** Opening Records shown block **

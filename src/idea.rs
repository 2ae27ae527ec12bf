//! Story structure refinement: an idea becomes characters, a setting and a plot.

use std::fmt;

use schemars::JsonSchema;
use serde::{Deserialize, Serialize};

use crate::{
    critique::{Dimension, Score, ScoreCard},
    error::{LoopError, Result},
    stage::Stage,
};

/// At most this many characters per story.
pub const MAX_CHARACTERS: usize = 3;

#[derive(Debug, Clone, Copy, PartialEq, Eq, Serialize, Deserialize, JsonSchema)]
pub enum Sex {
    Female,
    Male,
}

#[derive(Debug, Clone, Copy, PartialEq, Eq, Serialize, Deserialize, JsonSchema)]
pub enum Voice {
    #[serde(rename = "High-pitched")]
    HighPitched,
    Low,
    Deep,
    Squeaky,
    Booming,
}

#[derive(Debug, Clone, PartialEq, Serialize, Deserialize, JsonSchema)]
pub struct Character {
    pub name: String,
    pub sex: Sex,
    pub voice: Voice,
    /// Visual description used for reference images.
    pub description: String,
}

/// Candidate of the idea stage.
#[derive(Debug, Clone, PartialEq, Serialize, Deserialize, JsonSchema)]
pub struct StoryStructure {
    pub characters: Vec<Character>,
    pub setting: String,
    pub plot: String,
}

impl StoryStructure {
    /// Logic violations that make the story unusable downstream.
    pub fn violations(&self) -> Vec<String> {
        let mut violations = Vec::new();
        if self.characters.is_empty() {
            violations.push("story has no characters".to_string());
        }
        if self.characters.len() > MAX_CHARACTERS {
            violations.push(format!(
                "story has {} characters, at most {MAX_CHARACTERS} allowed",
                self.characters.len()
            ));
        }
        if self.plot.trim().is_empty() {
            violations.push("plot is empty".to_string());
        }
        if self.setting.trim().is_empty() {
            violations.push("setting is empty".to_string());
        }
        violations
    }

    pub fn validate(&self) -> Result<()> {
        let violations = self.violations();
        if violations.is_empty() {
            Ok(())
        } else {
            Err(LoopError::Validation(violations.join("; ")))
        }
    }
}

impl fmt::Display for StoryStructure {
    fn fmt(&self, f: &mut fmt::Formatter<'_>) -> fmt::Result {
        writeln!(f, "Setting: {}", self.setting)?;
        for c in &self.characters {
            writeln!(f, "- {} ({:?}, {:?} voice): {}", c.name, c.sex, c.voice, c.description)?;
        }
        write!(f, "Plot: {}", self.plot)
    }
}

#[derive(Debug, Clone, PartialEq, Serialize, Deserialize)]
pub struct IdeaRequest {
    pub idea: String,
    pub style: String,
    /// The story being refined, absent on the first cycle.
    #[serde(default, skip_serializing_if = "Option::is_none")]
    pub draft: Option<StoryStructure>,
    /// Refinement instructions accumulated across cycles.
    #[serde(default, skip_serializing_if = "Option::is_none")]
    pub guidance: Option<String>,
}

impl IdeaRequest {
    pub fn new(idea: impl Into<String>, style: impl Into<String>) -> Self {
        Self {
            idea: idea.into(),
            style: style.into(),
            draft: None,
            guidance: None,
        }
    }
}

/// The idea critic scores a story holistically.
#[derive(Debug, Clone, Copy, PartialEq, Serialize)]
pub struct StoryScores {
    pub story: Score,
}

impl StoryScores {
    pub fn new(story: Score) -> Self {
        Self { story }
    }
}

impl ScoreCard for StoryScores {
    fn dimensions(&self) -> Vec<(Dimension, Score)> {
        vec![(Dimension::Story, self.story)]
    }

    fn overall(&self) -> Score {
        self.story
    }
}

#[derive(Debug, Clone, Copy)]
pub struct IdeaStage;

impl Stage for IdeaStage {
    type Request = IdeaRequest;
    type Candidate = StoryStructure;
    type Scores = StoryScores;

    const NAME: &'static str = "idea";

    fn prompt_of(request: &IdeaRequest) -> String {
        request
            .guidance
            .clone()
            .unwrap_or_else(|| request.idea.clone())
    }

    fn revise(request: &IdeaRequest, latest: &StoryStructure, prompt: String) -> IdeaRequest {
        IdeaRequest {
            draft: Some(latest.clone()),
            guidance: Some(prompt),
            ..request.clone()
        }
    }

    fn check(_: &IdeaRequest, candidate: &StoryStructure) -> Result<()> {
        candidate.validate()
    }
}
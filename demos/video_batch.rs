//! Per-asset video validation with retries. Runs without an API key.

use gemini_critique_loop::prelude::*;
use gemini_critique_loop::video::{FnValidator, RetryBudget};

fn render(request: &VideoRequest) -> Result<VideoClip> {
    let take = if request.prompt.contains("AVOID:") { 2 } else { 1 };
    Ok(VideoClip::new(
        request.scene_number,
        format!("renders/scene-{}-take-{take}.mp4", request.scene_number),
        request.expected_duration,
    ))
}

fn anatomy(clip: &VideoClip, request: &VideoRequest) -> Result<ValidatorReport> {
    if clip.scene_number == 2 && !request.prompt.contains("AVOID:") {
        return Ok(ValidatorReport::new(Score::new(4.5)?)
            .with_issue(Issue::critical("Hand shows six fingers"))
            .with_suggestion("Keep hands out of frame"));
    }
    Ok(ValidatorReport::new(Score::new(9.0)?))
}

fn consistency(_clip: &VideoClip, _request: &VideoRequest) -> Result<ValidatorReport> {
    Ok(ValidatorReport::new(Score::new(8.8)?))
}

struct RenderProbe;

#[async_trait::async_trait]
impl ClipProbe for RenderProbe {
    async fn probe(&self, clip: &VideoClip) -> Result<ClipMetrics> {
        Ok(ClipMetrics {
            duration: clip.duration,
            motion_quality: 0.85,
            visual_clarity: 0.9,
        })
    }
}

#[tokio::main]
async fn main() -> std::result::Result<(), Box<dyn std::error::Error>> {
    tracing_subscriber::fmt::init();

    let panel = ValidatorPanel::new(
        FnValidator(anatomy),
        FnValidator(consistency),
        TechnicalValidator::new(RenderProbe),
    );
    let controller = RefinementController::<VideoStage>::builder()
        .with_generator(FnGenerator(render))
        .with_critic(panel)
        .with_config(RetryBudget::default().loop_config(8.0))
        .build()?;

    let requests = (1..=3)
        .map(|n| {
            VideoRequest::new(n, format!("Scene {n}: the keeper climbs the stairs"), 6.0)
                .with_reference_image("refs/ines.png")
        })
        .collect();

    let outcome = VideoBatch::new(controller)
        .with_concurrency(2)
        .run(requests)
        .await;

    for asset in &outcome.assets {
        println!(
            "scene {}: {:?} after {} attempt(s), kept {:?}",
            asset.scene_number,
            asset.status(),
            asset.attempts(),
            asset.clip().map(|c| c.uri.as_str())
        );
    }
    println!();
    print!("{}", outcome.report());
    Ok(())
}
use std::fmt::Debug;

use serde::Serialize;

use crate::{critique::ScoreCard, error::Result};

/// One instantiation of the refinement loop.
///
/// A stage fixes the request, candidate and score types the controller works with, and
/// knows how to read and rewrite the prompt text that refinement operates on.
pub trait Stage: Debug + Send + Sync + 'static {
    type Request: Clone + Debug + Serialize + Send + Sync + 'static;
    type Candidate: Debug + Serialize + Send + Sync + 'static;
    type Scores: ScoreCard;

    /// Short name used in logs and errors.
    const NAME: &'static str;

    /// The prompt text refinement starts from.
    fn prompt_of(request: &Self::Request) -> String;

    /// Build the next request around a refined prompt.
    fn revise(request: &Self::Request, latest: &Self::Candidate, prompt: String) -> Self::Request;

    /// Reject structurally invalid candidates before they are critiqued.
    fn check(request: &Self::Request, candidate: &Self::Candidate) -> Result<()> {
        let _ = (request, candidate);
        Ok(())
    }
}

** Closing Records shown block **

*Activity*:
Your answer must be the line that contains "use std::fmt::Debug;" and every line after it to the end of the records, reproduced exactly.

*Output of the task*:
use std::fmt::Debug;

use serde::Serialize;

use crate::{critique::ScoreCard, error::Result};

/// One instantiation of the refinement loop.
///
/// A stage fixes the request, candidate and score types the controller works with, and
/// knows how to read and rewrite the prompt text that refinement operates on.
pub trait Stage: Debug + Send + Sync + 'static {
    type Request: Clone + Debug + Serialize + Send + Sync + 'static;
    type Candidate: Debug + Serialize + Send + Sync + 'static;
    type Scores: ScoreCard;

    /// Short name used in logs and errors.
    const NAME: &'static str;

    /// The prompt text refinement starts from.
    fn prompt_of(request: &Self::Request) -> String;

    /// Build the next request around a refined prompt.
    fn revise(request: &Self::Request, latest: &Self::Candidate, prompt: String) -> Self::Request;

    /// Reject structurally invalid candidates before they are critiqued.
    fn check(request: &Self::Request, candidate: &Self::Candidate) -> Result<()> {
        let _ = (request, candidate);
        Ok(())
    }
}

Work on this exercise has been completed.